Pfizer: Q3 key product performance

Pfizer had a fairly in-line quarter, with no big surprises coming from the pharma as it raised its 2017 guidance slightly and increased revenues by about 1 percent operationally. In what's sure to be a welcome change from the earnings bloodlettings seen at the likes of Celgene, GlaxoSmithKline and Merck & Co., Pfizer's no-news-is-good-news stance may come as a relief. Analysts at Credit Suisse summed it up as "refreshingly boring," adding that "we think boring is a good thing right now."


Ibrance sales were up 60 percent from last year to $878 million, but slightly short of a consensus estimate of $914 million. While Ibrance has maintained a market-leading position in breast cancer, newer entrants in the form of Verzenio from Eli Lilly and Kisquali from Novartis still have potential to chip away at the compound's lead. That said, overcoming Pfizer's two-year head start on the CDK 4/6 inhibitor market will be no easy task, particularly when paired with its less onerous safety labelling. (See ViewPoints: Newest breast cancer market is now a triple-play)

CEO Ian Read said Ibrance won 50 percent of new patients starts in advanced breast cancer, with Group President Albert Bourla adding that the increased competition could also help increase uptake of CDK inhibitors as a whole in the breast cancer treatment paradigm.


Xtandi brought in $150 million in revenue, on par with analyst estimates as the company seeks to build confidence in its decision to buy Medivation for $14 billion, based on the growth potential of the treatment in non-metastatic prostate cancer. Management noted that patient assistance programmes were taking a chunk out of the Xtandi revenue, with Bourla saying, "we know that the net sales are lagging behind because of the Patient Assistance Programme … But we believe as we move to the next calendar year, that the patient assistance as a percentage of total demand will start normalising."

But the bigger revenue-driver for the drug lies in its expanded indications, hopefully powered by results from the Phase III PROSPER study. Pfizer said Tuesday that it's planning meetings with regulators to discuss the data and expanding the label "to all patients with castration-resistant prostate cancer." (See ViewPoints: Pfizer may yet PROSPER from Medivation wager)


Pfizer's Remicade biosimilar brought in $112 million for the quarter; expectations around the product are already fairly low given prior disclosures around the exclusionary contracting allegedly used by Johnson & Johnson to secure preferential placement for their product. Pfizer has already sued Johnson & Johnson over the alleged antitrust violations; the company didn't provide any specific updates on the lawsuit on Tuesday, but General Counsel Douglas Lanker noted that the "inappropriate and inaccurate marketing claims- for example, suggesting that patients need to fail first on Remicade before using Inflectra- seem to be unique to J&J," rather than pervasive across the pharmaceutical industry. (See ViewPoints: As lawsuit against Johnson & Johnson is filed, FirstWord's new biosimilar report sheds light on Pfizer's Inflectra challenges in US market)
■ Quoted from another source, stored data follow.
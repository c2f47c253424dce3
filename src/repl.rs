use std::io::{BufRead, Write};

use crate::{
    parser::Parser,
    tokenizer::Tokenizer,
    tree_walk_interpreter::{Interpreter, Value},
};

pub const PROMPT: &str = ">> ";

/// Reads one line at a time from `input`, evaluates it in a single session
/// environment and writes the result to `output`. Returns on end of input.
pub fn start(input: impl BufRead, mut output: impl Write) -> std::io::Result<()> {
    let mut interpreter = Interpreter::new();
    let mut lines = input.lines();

    loop {
        write!(output, "{PROMPT}")?;
        output.flush()?;

        let Some(line) = lines.next() else {
            return Ok(());
        };
        let line = line?;

        let (program, errors) = Parser::new(Tokenizer::new(&line)).parse();
        if !errors.is_empty() {
            writeln!(output, "parser errors:")?;
            for error in errors {
                writeln!(output, "\t{error}")?;
            }
            continue;
        }

        match interpreter.interpret(&program) {
            Value::Null if program.0.is_empty() => {}
            value => writeln!(output, "{value}")?,
        }
    }
}

#[cfg(test)]
mod test {
    use pretty_assertions::assert_eq;

    use super::*;

    fn session(input: &str) -> String {
        let mut output = Vec::new();
        start(input.as_bytes(), &mut output).expect("in-memory io should not fail");
        String::from_utf8(output).expect("output should be valid UTF-8")
    }

    #[test]
    fn test_bindings_persist_between_lines() {
        let output = session("let add = fn(a, b) { a + b };\nadd(1, add(2, 3))\n");
        assert_eq!(output, ">> null\n>> 6\n>> ");
    }

    #[test]
    fn test_parse_errors_are_reported() {
        let output = session("let x 5;\nlet y = 1;\ny\n");
        assert_eq!(
            output,
            ">> parser errors:\n\texpected next token to be =, got INT instead\n>> null\n>> 1\n>> "
        );
    }

    #[test]
    fn test_runtime_errors_are_printed() {
        let output = session("foobar\n");
        assert_eq!(output, ">> ERROR: identifier not found: foobar\n>> ");
    }

    #[test]
    fn test_blank_line_prints_nothing() {
        assert_eq!(session("\n"), ">> >> ");
    }
}
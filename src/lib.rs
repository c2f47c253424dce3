pub mod ast;
pub mod parser;
pub mod repl;
pub mod tokenizer;
pub mod tree_walk_interpreter;
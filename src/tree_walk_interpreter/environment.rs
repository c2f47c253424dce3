use std::{cell::RefCell, fmt::Debug, rc::Rc};

use rustc_hash::FxHashMap;

use super::Value;

/// Shared handle to a scope frame. Closures and call frames hold these, so a
/// frame lives as long as its longest holder.
pub type Env = Rc<RefCell<Environment>>;

#[derive(Default)]
pub struct Environment {
    store: FxHashMap<String, Value>,
    outer: Option<Env>,
}

impl Environment {
    pub fn new(outer: Option<Env>) -> Self {
        Self {
            store: FxHashMap::default(),
            outer,
        }
    }

    pub fn boxed(outer: Option<Env>) -> Env {
        Rc::new(RefCell::new(Self::new(outer)))
    }

    /// A fresh root frame for a session.
    pub fn global() -> Env {
        Self::boxed(None)
    }

    pub fn get(&self, name: &str) -> Option<Value> {
        if let Some(value) = self.store.get(name) {
            Some(value.clone())
        } else if let Some(outer) = &self.outer {
            outer.borrow().get(name)
        } else {
            None
        }
    }

    pub fn set(&mut self, name: String, value: Value) {
        self.store.insert(name, value);
    }

    pub fn outer(&self) -> Option<&Env> {
        self.outer.as_ref()
    }
}

impl Debug for Environment {
    fn fmt(&self, f: &mut std::fmt::Formatter<'_>) -> std::fmt::Result {
        f.debug_struct(format!("Environment<{:?}>", std::ptr::from_ref(self)).as_str())
            .field(
                "store",
                &self
                    .store
                    .iter()
                    .map(|(name, value)| (name.clone(), value.to_string()))
                    .collect::<Vec<_>>(),
            )
            .field("outer", &self.outer.as_ref().map(|o| o.as_ptr()))
            .finish()
    }
}
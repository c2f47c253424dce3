use std::{fmt::Display, rc::Rc};

#[derive(Debug, Clone, PartialEq, Eq, Default)]
pub struct Program(pub Vec<Statement>);

#[derive(Debug, Clone, PartialEq, Eq)]
pub enum Statement {
    Let(String, Expression),
    Return(Option<Expression>),
    Expression(Expression),
}

#[derive(Debug, Clone, PartialEq, Eq, Default)]
pub struct BlockStatement(pub Vec<Statement>);

#[derive(Debug, Clone, PartialEq, Eq)]
pub enum Expression {
    Identifier(String),
    Integer(i64),
    Boolean(bool),
    Prefix(PrefixOperator, Box<Expression>),
    Infix(Box<Expression>, InfixOperator, Box<Expression>),
    If {
        condition: Box<Expression>,
        consequence: BlockStatement,
        alternative: Option<BlockStatement>,
    },
    Function(Rc<FunctionLiteral>),
    Call(Box<Expression>, Vec<Expression>),
}

/// Function literals are shared with the closures created from them, so the
/// body is never copied at evaluation time.
#[derive(Debug, Clone, PartialEq, Eq)]
pub struct FunctionLiteral {
    pub parameters: Vec<String>,
    pub body: BlockStatement,
}

#[derive(Debug, Clone, Copy, PartialEq, Eq)]
pub enum PrefixOperator {
    Negate,
    Not,
}

#[derive(Debug, Clone, Copy, PartialEq, Eq)]
pub enum InfixOperator {
    Equal,
    NotEqual,
    LessThan,
    GreaterThan,
    Plus,
    Minus,
    Multiply,
    Divide,
}

fn write_separated<T: Display>(
    f: &mut std::fmt::Formatter<'_>,
    items: &[T],
    separator: &str,
) -> std::fmt::Result {
    for (i, item) in items.iter().enumerate() {
        if i != 0 {
            write!(f, "{separator}")?;
        }
        write!(f, "{item}")?;
    }
    Ok(())
}

impl Display for Program {
    fn fmt(&self, f: &mut std::fmt::Formatter<'_>) -> std::fmt::Result {
        write_separated(f, &self.0, "; ")
    }
}

impl Display for Statement {
    fn fmt(&self, f: &mut std::fmt::Formatter<'_>) -> std::fmt::Result {
        match self {
            Statement::Let(name, value) => write!(f, "let {name} = {value}"),
            Statement::Return(Some(value)) => write!(f, "return {value}"),
            Statement::Return(None) => write!(f, "return"),
            Statement::Expression(expr) => write!(f, "{expr}"),
        }
    }
}

impl Display for BlockStatement {
    fn fmt(&self, f: &mut std::fmt::Formatter<'_>) -> std::fmt::Result {
        if self.0.is_empty() {
            return write!(f, "{{ }}");
        }
        write!(f, "{{ ")?;
        write_separated(f, &self.0, "; ")?;
        write!(f, " }}")
    }
}

impl Display for FunctionLiteral {
    fn fmt(&self, f: &mut std::fmt::Formatter<'_>) -> std::fmt::Result {
        write!(f, "fn(")?;
        write_separated(f, &self.parameters, ", ")?;
        write!(f, ") {}", self.body)
    }
}

impl Display for Expression {
    fn fmt(&self, f: &mut std::fmt::Formatter<'_>) -> std::fmt::Result {
        match self {
            Expression::Identifier(name) => write!(f, "{name}"),
            Expression::Integer(n) => write!(f, "{n}"),
            Expression::Boolean(b) => write!(f, "{b}"),
            Expression::Prefix(op, right) => write!(f, "({op}{right})"),
            Expression::Infix(left, op, right) => write!(f, "({left} {op} {right})"),
            Expression::If {
                condition,
                consequence,
                alternative,
            } => {
                write!(f, "if ({condition}) {consequence}")?;
                if let Some(alternative) = alternative {
                    write!(f, " else {alternative}")?;
                }
                Ok(())
            }
            Expression::Function(function) => write!(f, "{function}"),
            Expression::Call(callee, args) => {
                write!(f, "{callee}(")?;
                write_separated(f, args, ", ")?;
                write!(f, ")")
            }
        }
    }
}

impl Display for InfixOperator {
    fn fmt(&self, f: &mut std::fmt::Formatter<'_>) -> std::fmt::Result {
        match self {
            InfixOperator::Equal => write!(f, "=="),
            InfixOperator::NotEqual => write!(f, "!="),
            InfixOperator::LessThan => write!(f, "<"),
            InfixOperator::GreaterThan => write!(f, ">"),
            InfixOperator::Plus => write!(f, "+"),
            InfixOperator::Minus => write!(f, "-"),
            InfixOperator::Multiply => write!(f, "*"),
            InfixOperator::Divide => write!(f, "/"),
        }
    }
}

impl Display for PrefixOperator {
    fn fmt(&self, f: &mut std::fmt::Formatter<'_>) -> std::fmt::Result {
        match self {
            PrefixOperator::Negate => write!(f, "-"),
            PrefixOperator::Not => write!(f, "!"),
        }
    }
}
use std::process::ExitCode;

use clap::{Args, Parser, Subcommand};
use monkey::{
    parser::ParseErrors,
    tokenizer::{TokenType, Tokenizer},
    tree_walk_interpreter::{Interpreter, RuntimeError, Value},
};

#[derive(Debug, Parser)]
#[command(version, about = "Interpreter for the Monkey language")]
struct Cli {
    #[command(subcommand)]
    command: Option<Command>,
}

impl Cli {
    pub fn command(&self) -> &Command {
        self.command.as_ref().unwrap_or(&Command::Repl)
    }
}

#[derive(Debug, Subcommand)]
enum Command {
    /// Start an interactive session (the default)
    Repl,
    /// Evaluate a source file and print its final value
    Run(FileArgs),
    /// Print the token stream of a source file
    Tokens(FileArgs),
    /// Print the parsed program of a source file
    Ast(FileArgs),
}

#[derive(Debug, Args)]
struct FileArgs {
    file: String,
}

#[derive(Debug, thiserror::Error)]
enum InterpretError {
    #[error("could not read source file: {0}")]
    Io(#[from] std::io::Error),
    #[error(transparent)]
    Parse(#[from] ParseErrors),
    #[error("{0}")]
    Runtime(RuntimeError),
}

fn main() -> ExitCode {
    init_tracing();
    let args = Cli::parse();

    let result = match args.command() {
        Command::Repl => repl_command(),
        Command::Run(args) => run_command(args),
        Command::Tokens(args) => tokens_command(args),
        Command::Ast(args) => ast_command(args),
    };

    match result {
        Ok(()) => ExitCode::SUCCESS,
        Err(e) => {
            eprintln!("Error: {e}");
            ExitCode::FAILURE
        }
    }
}

/// Logging is opt-in through `RUST_LOG` so it never mixes with REPL output.
fn init_tracing() {
    use tracing_subscriber::{fmt, prelude::*, EnvFilter};

    if std::env::var("RUST_LOG").is_ok() {
        tracing_subscriber::registry()
            .with(
                fmt::layer()
                    .with_writer(std::io::stderr)
                    .with_target(true)
                    .with_level(true),
            )
            .with(EnvFilter::from_default_env())
            .init();
    }
}

fn repl_command() -> Result<(), InterpretError> {
    println!("Welcome to the Monkey REPL!");
    println!("EOF to exit. (Ctrl+D on *nix, Ctrl+Z on Windows)");

    monkey::repl::start(std::io::stdin().lock(), std::io::stdout())?;
    Ok(())
}

fn run_command(args: &FileArgs) -> Result<(), InterpretError> {
    tracing::info!(file = %args.file, "running");
    let source = std::fs::read_to_string(&args.file)?;
    let program = monkey::parser::parse(&source).inspect_err(|e| {
        tracing::warn!(file = %args.file, errors = e.0.len(), "parse failed");
    })?;

    match Interpreter::new().interpret(&program) {
        Value::Error(e) => Err(InterpretError::Runtime(e)),
        Value::Null => Ok(()),
        value => {
            println!("{value}");
            Ok(())
        }
    }
}

fn tokens_command(args: &FileArgs) -> Result<(), InterpretError> {
    let source = std::fs::read_to_string(&args.file)?;
    let mut tokenizer = Tokenizer::new(&source);
    loop {
        let token = tokenizer.token();
        println!("{:<10} {}", token.token_type.to_string(), token.lexeme);

        if token.token_type == TokenType::Eof {
            break;
        }
    }

    Ok(())
}

fn ast_command(args: &FileArgs) -> Result<(), InterpretError> {
    let source = std::fs::read_to_string(&args.file)?;
    let program = monkey::parser::parse(&source)?;
    for statement in &program.0 {
        println!("{statement}");
    }
    Ok(())
}
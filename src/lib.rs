//! # Bridged API Stub Generator
//!
//! Build-time generator for the content-process side of the API bridge.
//! The stubs manifest (`definitions/stubs.json`) declares a hierarchy of API
//! namespaces and methods; this crate compiles it into one content script
//! that
//!
//! 1. creates the global `chrome` object and every namespace object beneath
//!    it (`createObjectIn`, ancestors before children),
//! 2. exposes every method as a proxy bound to the `chromeAPIBridge` entry
//!    point carrying a `{ namespace, method, success, failure }` routing
//!    record (`exportFunction`), and
//! 3. appends the hand-written fragment scripts that implement the bridge.
//!
//! Generation is a deterministic pure function of (manifest, reserved-name
//! table, fragment set); identical inputs produce byte-identical output, and
//! nothing is written unless the whole pipeline succeeds.

mod codegen;
mod discovery;
mod finalize;
mod manifest;
mod validate;

pub use codegen::{
    emit_method_bindings, emit_namespace_objects, flatten_identifier, ReservedNames,
    BRIDGE_ENTRY_POINT, ROOT_OBJECT,
};
pub use discovery::{discover_fragments, is_fragment_name, FragmentFile};
pub use finalize::{
    assemble, generate_content_script, FRAGMENTS_DIR, MANIFEST_PATH, OUTPUT_PATH,
};
pub use manifest::{load_manifest, parse_manifest, MethodStub, NamespaceStub, StubManifest};
pub use validate::{GeneratorError, IdentifierRegistry};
Nonetheless, Read reported some growth for Inflectra on Tuesday, saying that it "has grown, albeit slowly, to a 4.9-percent share of the overall US infliximab market by volume. We continue to have 100 percent Medicare coverage as well as strong coverage in Medicaid. And in situations where the insurer and provider are the same, such as the VA, we have seen rapid uptake of Inflectra with share in these situations reaching 54 percent, up from 20 percent in quarter two."

Tax reform

As per usual, Read was peppered with questions on how the company's dealmaking might be integrated into the possibility for tax reform in the US- now a more likely possibility under President Trump than with prior administrations. (See ViewPoints: With tax reform back on the menu, who's buying?)

Read took a stalwart stance in his comments on Tuesday, saying "if there's no tax reform, we will continue to look at acquisitions based on the value creation for shareholders as we've always done. So I don't really speculate on that."

Corporate re-structuring

Pfizer had raised eyebrows earlier this month when it said it was considering options for its consumer health business, including a potential sale. Speculation heated up when GlaxoSmithKline's Emma Walmsley didn't discount the possibility of buying up the unit. (See ViewPoints: GlaxoSmithKline's dilemma)

On Tuesday's conference call, Read said the company is leaving all the options on the table for how it might handle the division, including keeping it, creating a separate spin-out, or planning an asset swap. "I think this process we're going to take in the strategic review may shake loose more alternatives in that aspect," he said.

The company says it expects to make a decision regarding the unit in 2018, though investors will be watching for a repeat of the will-they-won't-they scenario that played out previously around management's decision of whether or not to split the company into two separate entities.